The subject of lagoons and canals was fascinating to Vidovic and he began his first paintings to create his vision in Giudecca, a picturesque island in northern Italy. In 1898, he used dusk lighting and bright colors to paint his Giudecca, a work incorporating the techniques of divisionism, or the use of dots and individual strokes representing Neo-impressionisism. His paintings of Chioggia were also works of the same period.
The towns of Trogir and Split in Croatia were the subjects in many of his stunning landscapes. His noteworthy collections were entitled "Little World", "In the Lagoon" and "Ships", created around 1900.

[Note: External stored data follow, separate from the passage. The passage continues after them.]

//! Webhook alert delivery.
//!
//! POSTs the rendered [`AlertPayload`] as JSON to a single configured URL
//! (`ALERT_WEBHOOK_URL`). Any 2xx response counts as delivered.

use std::time::Duration;

use async_trait::async_trait;
use reqwest::Client;

use crate::alerts::notifier::{AlertNotifier, NotifyError};
use crate::alerts::payload::AlertPayload;

const DEFAULT_TIMEOUT: Duration = Duration::from_secs(10);

#[derive(Debug, Clone)]
pub struct WebhookNotifier {
    client: Client,
    url: String,
    timeout: Duration,
}

impl WebhookNotifier {
    pub fn new(url: impl Into<String>) -> Self {
        Self {
            client: Client::new(),
            url: url.into(),
            timeout: DEFAULT_TIMEOUT,
        }
    }

    pub fn with_timeout(mut self, timeout: Duration) -> Self {
        self.timeout = timeout;
        self
    }
}

#[async_trait]
impl AlertNotifier for WebhookNotifier {
    fn name(&self) -> &str {
        "webhook"
    }

    async fn notify(&self, payload: &AlertPayload) -> Result<(), NotifyError> {
        let response = self
            .client
            .post(&self.url)
            .timeout(self.timeout)
            .json(payload)
            .send()
            .await
            .map_err(|err| NotifyError::Transport(err.to_string()))?;

        let status = response.status();
        if !status.is_success() {
            return Err(NotifyError::Http {
                status: status.as_u16(),
            });
        }

        tracing::info!(
            network = %payload.network,
            level = %payload.level,
            "Alert delivered to webhook"
        );
        Ok(())
    }
}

In his later years, he began painting more still life, using a darker palette for the background, filling with lighter and brighter shades to create his interiors. A lyrical quality ran through most of his work, such as the "Split Cathedral" from 1939.
Awards & Achievements
In 1908, he founded the Medulic Society, along with his friend, Ivan Mestrovic and a group of Dalmation artists, which articulated its political message through art, using elements of poetry and heroic legends of the south Slavic traditions in their creations.
Personal Life & Legacy
He married Amalija Baffo, a resident of Chioggia, in 1898.
Emanuel Vidovic died on 1 June 1953 at Split, SFR Yugoslavia (today's Croatia).
Nearly a thousand of his paintings and drawings have been preserved in a Romanesque house in the heart of Split, Galerija Emanuel Vidovic.
Emanuel Vidovic expressed his political views, supporting separation of Croatia from Austria-Hungary through his satirical caricatures.